Memang betul, sangat tidak mudah membuat sebuah karya yang bisa dinikmati anak-anak, cocok dengan zaman modern, sekaligus mengedukasi orang tua yang mengantar si kecil nonton di bioskop.

Delapan belas tahun setelah “Petualangan Sherina” keluar, akhirnya Miles Films datang dengan “Kulari Ke Pantai” menjawab seluruh checklist di atas! Walau bertema liburan, “Kulari Ke Pantai” tidak cuma menjual basa-basi liburan, dengan apik disuguhkannya pula cara menikmati liburan agar terasa lebih hangat dan berarti. Dengan sangat cerdas, “Kulari Ke Pantai” seakan ingin berteriak bahwa Indonesia memang bagus adanya, tak hanya budaya, kekayaan alam, tapi juga bahasanya! Bravo!
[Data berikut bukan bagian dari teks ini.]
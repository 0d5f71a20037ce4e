use std::collections::BTreeMap;
use std::io::Read;
use std::path::Path;

use serde::{Deserialize, Deserializer};

use super::domain::Answer;
use super::script::QuestionKind;
use super::session::{InterviewSession, SessionError};

#[derive(Debug)]
pub enum TranscriptError {
    Io(std::io::Error),
    Csv(csv::Error),
    Session(SessionError),
    Value { id: String, value: String },
}

impl std::fmt::Display for TranscriptError {
    fn fmt(&self, f: &mut std::fmt::Formatter<'_>) -> std::fmt::Result {
        match self {
            TranscriptError::Io(err) => write!(f, "failed to read transcript: {}", err),
            TranscriptError::Csv(err) => write!(f, "invalid transcript CSV data: {}", err),
            TranscriptError::Session(err) => write!(f, "could not replay transcript: {}", err),
            TranscriptError::Value { id, value } => write!(
                f,
                "question `{}` expects a numeric value, got `{}`",
                id, value
            ),
        }
    }
}

impl std::error::Error for TranscriptError {
    fn source(&self) -> Option<&(dyn std::error::Error + 'static)> {
        match self {
            TranscriptError::Io(err) => Some(err),
            TranscriptError::Csv(err) => Some(err),
            TranscriptError::Session(err) => Some(err),
            TranscriptError::Value { .. } => None,
        }
    }
}

impl From<std::io::Error> for TranscriptError {
    fn from(err: std::io::Error) -> Self {
        Self::Io(err)
    }
}

impl From<csv::Error> for TranscriptError {
    fn from(err: csv::Error) -> Self {
        Self::Csv(err)
    }
}

impl From<SessionError> for TranscriptError {
    fn from(err: SessionError) -> Self {
        Self::Session(err)
    }
}

/// Replays a recorded interview from CSV into a session parked at the
/// summary stage.
///
/// Expected columns: `question_id,value,follow_up`. Rows may appear in any
/// order; blank values leave the question unanswered. Follow-up notes whose
/// answer never fired the probe are dropped with a warning, since recorded
/// interviews keep notes even after an answer was revised downward.
pub struct TranscriptImporter;

impl TranscriptImporter {
    pub fn from_path<P: AsRef<Path>>(path: P) -> Result<InterviewSession, TranscriptError> {
        let file = std::fs::File::open(path)?;
        Self::from_reader(file)
    }

    pub fn from_reader<R: Read>(reader: R) -> Result<InterviewSession, TranscriptError> {
        let mut csv_reader = csv::ReaderBuilder::new()
            .trim(csv::Trim::All)
            .from_reader(reader);

        let mut rows: BTreeMap<String, TranscriptRow> = BTreeMap::new();
        for record in csv_reader.deserialize::<TranscriptRow>() {
            let row = record?;
            rows.insert(row.question_id.clone(), row);
        }

        let mut session = InterviewSession::new();
        for id in rows.keys() {
            if session.script().question(id).is_none() {
                return Err(SessionError::UnknownQuestion(id.clone()).into());
            }
        }

        session.begin()?;
        loop {
            let Some(section) = session.current_section() else {
                break;
            };
            let questions: Vec<(&'static str, QuestionKind)> = section
                .questions
                .iter()
                .map(|question| (question.id, question.kind))
                .collect();

            for (id, kind) in questions {
                let Some(row) = rows.get(id) else {
                    continue;
                };
                if let Some(value) = row.value.as_deref() {
                    let answer = match kind {
                        QuestionKind::Scale { .. } => {
                            let parsed =
                                value.parse::<f64>().map_err(|_| TranscriptError::Value {
                                    id: id.to_string(),
                                    value: value.to_string(),
                                })?;
                            Answer::Scale(parsed)
                        }
                        QuestionKind::Text => Answer::Text(value.to_string()),
                    };
                    session.record_answer(id, answer)?;
                }
                if let Some(note) = row.follow_up.clone() {
                    match session.record_follow_up(id, note) {
                        Ok(()) => {}
                        Err(SessionError::NoFollowUp(_)) => {
                            tracing::warn!(
                                question = id,
                                "dropping follow-up note without a fired probe"
                            );
                        }
                        Err(err) => return Err(err.into()),
                    }
                }
            }
            session.next()?;
        }

        Ok(session)
    }
}

#[derive(Debug, Deserialize)]
struct TranscriptRow {
    question_id: String,
    #[serde(default, deserialize_with = "empty_string_as_none")]
    value: Option<String>,
    #[serde(default, deserialize_with = "empty_string_as_none")]
    follow_up: Option<String>,
}

fn empty_string_as_none<'de, D>(deserializer: D) -> Result<Option<String>, D::Error>
where
    D: Deserializer<'de>,
{
    let opt = Option::<String>::deserialize(deserializer)?;
    Ok(opt.filter(|value| !value.trim().is_empty()))
}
Film “Kulari ke Pantai” bercerita tentang Sam, diperankan Maisha Kanna, si anak pantai asal Rote-NTT, telah lama memiliki rencana akan melakukan perjalanan darat berdua saja dengan Ibunya, yang diperankan Marsha Timothy, demi keinginannya menemui surfer idola Sam di pantai G-Land. Perjalanan dimulai dari Jakarta, dengan agenda merayakan ulang tahun Grandma berserta seluruh keluarga besar Sam. Di sana mereka berjumpa kembali dengan sepupu Sam yaitu Happy, diperankan Lil’li Latisha, anak yang dibesarkan di Kota Jakarta. Sam dan Happy memiliki sifat yang sangat bertolak belakang.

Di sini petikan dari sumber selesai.